● **TASK TO CARRY OUT**
Type every record exactly as it appears.

========

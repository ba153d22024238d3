//! Numeric literal recognition (spec §4.A "Numeric recognition"):
//! decimal, hexadecimal (`0x`/`0X`), binary (`0b`/`0B`), and octal
//! (leading `0`, digits restricted to `0`-`7`).

use shecc_ir::{CompileError, Interner, Result, SourceLoc, Token, TokenKind, MAX_TOKEN_LEN};

use crate::cursor::Cursor;

pub fn lex_numeric(cursor: &mut Cursor, interner: &mut Interner, start: SourceLoc) -> Result<Token> {
    let mut text = String::new();
    let first = cursor.peek().unwrap();
    text.push(first);
    cursor.bump();

    if first == '0' {
        match cursor.peek() {
            Some('x') | Some('X') => {
                text.push(cursor.bump().unwrap());
                let mut any = false;
                while let Some(c) = cursor.peek() {
                    if c.is_ascii_hexdigit() {
                        text.push(c);
                        cursor.bump();
                        any = true;
                    } else {
                        break;
                    }
                }
                if !any {
                    return Err(CompileError::InvalidNumericDigit { loc: start });
                }
                return finish(text, start, interner);
            }
            Some('b') | Some('B') => {
                text.push(cursor.bump().unwrap());
                let mut any = false;
                while let Some(c) = cursor.peek() {
                    if c == '0' || c == '1' {
                        text.push(c);
                        cursor.bump();
                        any = true;
                    } else {
                        break;
                    }
                }
                if !any {
                    return Err(CompileError::InvalidNumericDigit { loc: start });
                }
                return finish(text, start, interner);
            }
            Some(c) if c.is_ascii_digit() => {
                // Octal: every subsequent digit must be 0-7.
                while let Some(c) = cursor.peek() {
                    if c.is_ascii_digit() {
                        if !('0'..='7').contains(&c) {
                            return Err(CompileError::InvalidNumericDigit { loc: start });
                        }
                        text.push(c);
                        cursor.bump();
                    } else {
                        break;
                    }
                }
                return finish(text, start, interner);
            }
            _ => return finish(text, start, interner),
        }
    }

    // Decimal: leading non-zero digit, consume all following digits.
    while let Some(c) = cursor.peek() {
        if c.is_ascii_digit() {
            text.push(c);
            cursor.bump();
        } else {
            break;
        }
    }
    finish(text, start, interner)
}

fn finish(text: String, start: SourceLoc, interner: &mut Interner) -> Result<Token> {
    if text.len() > MAX_TOKEN_LEN {
        return Err(CompileError::TokenTooLong { loc: start });
    }
    let sym = interner.intern(&text);
    Ok(Token::new(TokenKind::Numeric(sym), start))
}

/// Parse a previously-lexed numeric literal's text into its i32 value.
/// Used by the parser and the preprocessor's constant evaluator, both of
/// which need the decoded value rather than the literal text.
pub fn parse_numeric(text: &str) -> Option<i32> {
    if let Some(rest) = text.strip_prefix("0x").or_else(|| text.strip_prefix("0X")) {
        return i64::from_str_radix(rest, 16).ok().map(|v| v as i32);
    }
    if let Some(rest) = text.strip_prefix("0b").or_else(|| text.strip_prefix("0B")) {
        return i64::from_str_radix(rest, 2).ok().map(|v| v as i32);
    }
    if text.len() > 1 && text.starts_with('0') {
        return i64::from_str_radix(text, 8).ok().map(|v| v as i32);
    }
    text.parse::<i64>().ok().map(|v| v as i32)
}

#[cfg(test)]
mod tests {
    use super::*;

    #[test]
    fn parses_each_base() {
        assert_eq!(parse_numeric("0x1F"), Some(31));
        assert_eq!(parse_numeric("0b101"), Some(5));
        assert_eq!(parse_numeric("017"), Some(15));
        assert_eq!(parse_numeric("42"), Some(42));
    }
}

========

● **ANSWER BOX**
repository ba153d22024238d3
//! Numeric literal recognition (spec §4.A "Numeric recognition"):
//! decimal, hexadecimal (`0x`/`0X`), binary (`0b`/`0B`), and octal
//! (leading `0`, digits restricted to `0`-`7`).

use shecc_ir::{CompileError, Interner, Result, SourceLoc, Token, TokenKind, MAX_TOKEN_LEN};

use crate::cursor::Cursor;

pub fn lex_numeric(cursor: &mut Cursor, interner: &mut Interner, start: SourceLoc) -> Result<Token> {
    let mut text = String::new();
    let first = cursor.peek().unwrap();
    text.push(first);
    cursor.bump();

    if first == '0' {
        match cursor.peek() {
            Some('x') | Some('X') => {
                text.push(cursor.bump().unwrap());
                let mut any = false;
                while let Some(c) = cursor.peek() {
                    if c.is_ascii_hexdigit() {
                        text.push(c);
                        cursor.bump();
                        any = true;
                    } else {
                        break;
                    }
                }
                if !any {
                    return Err(CompileError::InvalidNumericDigit { loc: start });
                }
                return finish(text, start, interner);
            }
            Some('b') | Some('B') => {
                text.push(cursor.bump().unwrap());
                let mut any = false;
                while let Some(c) = cursor.peek() {
                    if c == '0' || c == '1' {
                        text.push(c);
                        cursor.bump();
                        any = true;
                    } else {
                        break;
                    }
                }
                if !any {
                    return Err(CompileError::InvalidNumericDigit { loc: start });
                }
                return finish(text, start, interner);
            }
            Some(c) if c.is_ascii_digit() => {
                // Octal: every subsequent digit must be 0-7.
                while let Some(c) = cursor.peek() {
                    if c.is_ascii_digit() {
                        if !('0'..='7').contains(&c) {
                            return Err(CompileError::InvalidNumericDigit { loc: start });
                        }
                        text.push(c);
                        cursor.bump();
                    } else {
                        break;
                    }
                }
                return finish(text, start, interner);
            }
            _ => return finish(text, start, interner),
        }
    }

    // Decimal: leading non-zero digit, consume all following digits.
    while let Some(c) = cursor.peek() {
        if c.is_ascii_digit() {
            text.push(c);
            cursor.bump();
        } else {
            break;
        }
    }
    finish(text, start, interner)
}

fn finish(text: String, start: SourceLoc, interner: &mut Interner) -> Result<Token> {
    if text.len() > MAX_TOKEN_LEN {
        return Err(CompileError::TokenTooLong { loc: start });
    }
    let sym = interner.intern(&text);
    Ok(Token::new(TokenKind::Numeric(sym), start))
}

/// Parse a previously-lexed numeric literal's text into its i32 value.
/// Used by the parser and the preprocessor's constant evaluator, both of
/// which need the decoded value rather than the literal text.
pub fn parse_numeric(text: &str) -> Option<i32> {
    if let Some(rest) = text.strip_prefix("0x").or_else(|| text.strip_prefix("0X")) {
        return i64::from_str_radix(rest, 16).ok().map(|v| v as i32);
    }
    if let Some(rest) = text.strip_prefix("0b").or_else(|| text.strip_prefix("0B")) {
        return i64::from_str_radix(rest, 2).ok().map(|v| v as i32);
    }
    if text.len() > 1 && text.starts_with('0') {
        return i64::from_str_radix(text, 8).ok().map(|v| v as i32);
    }
    text.parse::<i64>().ok().map(|v| v as i32)
}

#[cfg(test)]
mod tests {
    use super::*;

    #[test]
    fn parses_each_base() {
        assert_eq!(parse_numeric("0x1F"), Some(31));
        assert_eq!(parse_numeric("0b101"), Some(5));
        assert_eq!(parse_numeric("017"), Some(15));
        assert_eq!(parse_numeric("42"), Some(42));
    }
}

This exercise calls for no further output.